# SOURCE MATERIAL
┌──

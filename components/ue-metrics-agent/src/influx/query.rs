//! Read path: fetch the last few seconds of `ue_metrics` back out of the
//! store, one row per timestamp with every field pivoted into a column.

// Local crates
use crate::influx::{
    client::{InfluxClient, InfluxError},
    point::UE_MEASUREMENT,
};

// External crates
use csv::{ReaderBuilder, StringRecord};
use std::io::{self, Write};
use tracing::instrument;

/// Fixed lookback of the inspection query.
pub const LOOKBACK: &str = "-3s";

/// Columns that are not printed. The unnamed first column is the CSV
/// annotation index.
const HIDDEN_COLUMNS: &[&str] = &["", "_start", "_stop", "_measurement"];

/// One pivoted row: the point timestamp plus every remaining column.
#[derive(Debug, Clone, PartialEq, Eq)]
pub struct QueryRow {
    pub time: Option<String>,
    pub columns: Vec<(String, String)>,
}

impl QueryRow {
    #[cfg(test)]
    pub fn get(&self, column: &str) -> Option<&str> {
        self.columns
            .iter()
            .find(|(name, _)| name == column)
            .map(|(_, value)| value.as_str())
    }
}

/// Flux query selecting recent `ue_metrics` points, pivoted on `_time`.
pub fn recent_metrics_flux(bucket: &str) -> String {
    format!(
        r#"from(bucket: "{bucket}")
    |> range(start: {LOOKBACK})
    |> filter(fn: (r) => r["_measurement"] == "{UE_MEASUREMENT}")
    |> pivot(rowKey:["_time"], columnKey: ["_field"], valueColumn: "_value")"#,
        bucket = bucket.replace('\\', "\\\\").replace('"', "\\\""),
    )
}

/// A header record starts every table: InfluxDB names its leading
/// bookkeeping columns `result` and `table`.
fn is_header(record: &StringRecord) -> bool {
    record.get(1) == Some("result") && record.get(2) == Some("table")
}

/// Decode an InfluxDB CSV response. Each table starts with its own header
/// record; annotation records (`#...`) and blank separator lines are skipped.
pub fn parse_csv(body: &str) -> Result<Vec<QueryRow>, csv::Error> {
    let mut reader = ReaderBuilder::new()
        .has_headers(false)
        .flexible(true)
        .comment(Some(b'#'))
        .from_reader(body.as_bytes());

    let mut rows = Vec::new();
    let mut header: Option<StringRecord> = None;

    for result in reader.records() {
        let record = result?;
        if header.is_none() || is_header(&record) {
            header = Some(record);
            continue;
        }
        let Some(names) = header.as_ref() else {
            continue;
        };

        let mut row = QueryRow {
            time: None,
            columns: Vec::new(),
        };
        for (name, value) in names.iter().zip(record.iter()) {
            if name == "_time" {
                row.time = Some(value.to_string());
            }
            if !HIDDEN_COLUMNS.contains(&name) {
                row.columns.push((name.to_string(), value.to_string()));
            }
        }
        rows.push(row);
    }

    Ok(rows)
}

/// Print rows in the inspection format.
pub fn write_rows<W: Write>(out: &mut W, rows: &[QueryRow]) -> io::Result<()> {
    writeln!(out, "\nRecent Metrics (last 3 seconds):")?;
    if rows.is_empty() {
        writeln!(out, "No points found")?;
    }
    for row in rows {
        writeln!(out, "\nTimestamp: {}", row.time.as_deref().unwrap_or("unknown"))?;
        for (name, value) in &row.columns {
            writeln!(out, "{name}: {value}")?;
        }
    }
    Ok(())
}

/// Run the recent-metrics query against `client`.
#[instrument(
    name = "ue_metrics_query::recent",
    target = "influx::query",
    skip_all,
    level = "debug"
)]
pub async fn query_recent_metrics(client: &InfluxClient) -> Result<Vec<QueryRow>, InfluxError> {
    let flux = recent_metrics_flux(client.bucket());
    tracing::debug!(query = %flux, "Querying recent UE metrics");

    let csv = client.query_csv(&flux).await?;
    let rows = parse_csv(&csv)?;

    tracing::debug!(rows = rows.len(), "Recent UE metrics received");
    Ok(rows)
}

└──

Set the entries down again precisely as they were given.

filename components/ue-metrics-agent/src/influx/query.rs
//! Read path: fetch the last few seconds of `ue_metrics` back out of the
//! store, one row per timestamp with every field pivoted into a column.

// Local crates
use crate::influx::{
    client::{InfluxClient, InfluxError},
    point::UE_MEASUREMENT,
};

// External crates
use csv::{ReaderBuilder, StringRecord};
use std::io::{self, Write};
use tracing::instrument;

/// Fixed lookback of the inspection query.
pub const LOOKBACK: &str = "-3s";

/// Columns that are not printed. The unnamed first column is the CSV
/// annotation index.
const HIDDEN_COLUMNS: &[&str] = &["", "_start", "_stop", "_measurement"];

/// One pivoted row: the point timestamp plus every remaining column.
#[derive(Debug, Clone, PartialEq, Eq)]
pub struct QueryRow {
    pub time: Option<String>,
    pub columns: Vec<(String, String)>,
}

impl QueryRow {
    #[cfg(test)]
    pub fn get(&self, column: &str) -> Option<&str> {
        self.columns
            .iter()
            .find(|(name, _)| name == column)
            .map(|(_, value)| value.as_str())
    }
}

/// Flux query selecting recent `ue_metrics` points, pivoted on `_time`.
pub fn recent_metrics_flux(bucket: &str) -> String {
    format!(
        r#"from(bucket: "{bucket}")
    |> range(start: {LOOKBACK})
    |> filter(fn: (r) => r["_measurement"] == "{UE_MEASUREMENT}")
    |> pivot(rowKey:["_time"], columnKey: ["_field"], valueColumn: "_value")"#,
        bucket = bucket.replace('\\', "\\\\").replace('"', "\\\""),
    )
}

/// A header record starts every table: InfluxDB names its leading
/// bookkeeping columns `result` and `table`.
fn is_header(record: &StringRecord) -> bool {
    record.get(1) == Some("result") && record.get(2) == Some("table")
}

/// Decode an InfluxDB CSV response. Each table starts with its own header
/// record; annotation records (`#...`) and blank separator lines are skipped.
pub fn parse_csv(body: &str) -> Result<Vec<QueryRow>, csv::Error> {
    let mut reader = ReaderBuilder::new()
        .has_headers(false)
        .flexible(true)
        .comment(Some(b'#'))
        .from_reader(body.as_bytes());

    let mut rows = Vec::new();
    let mut header: Option<StringRecord> = None;

    for result in reader.records() {
        let record = result?;
        if header.is_none() || is_header(&record) {
            header = Some(record);
            continue;
        }
        let Some(names) = header.as_ref() else {
            continue;
        };

        let mut row = QueryRow {
            time: None,
            columns: Vec::new(),
        };
        for (name, value) in names.iter().zip(record.iter()) {
            if name == "_time" {
                row.time = Some(value.to_string());
            }
            if !HIDDEN_COLUMNS.contains(&name) {
                row.columns.push((name.to_string(), value.to_string()));
            }
        }
        rows.push(row);
    }

    Ok(rows)
}

/// Print rows in the inspection format.
pub fn write_rows<W: Write>(out: &mut W, rows: &[QueryRow]) -> io::Result<()> {
    writeln!(out, "\nRecent Metrics (last 3 seconds):")?;
    if rows.is_empty() {
        writeln!(out, "No points found")?;
    }
    for row in rows {
        writeln!(out, "\nTimestamp: {}", row.time.as_deref().unwrap_or("unknown"))?;
        for (name, value) in &row.columns {
            writeln!(out, "{name}: {value}")?;
        }
    }
    Ok(())
}

/// Run the recent-metrics query against `client`.
#[instrument(
    name = "ue_metrics_query::recent",
    target = "influx::query",
    skip_all,
    level = "debug"
)]
pub async fn query_recent_metrics(client: &InfluxClient) -> Result<Vec<QueryRow>, InfluxError> {
    let flux = recent_metrics_flux(client.bucket());
    tracing::debug!(query = %flux, "Querying recent UE metrics");

    let csv = client.query_csv(&flux).await?;
    let rows = parse_csv(&csv)?;

    tracing::debug!(rows = rows.len(), "Recent UE metrics received");
    Ok(rows)
}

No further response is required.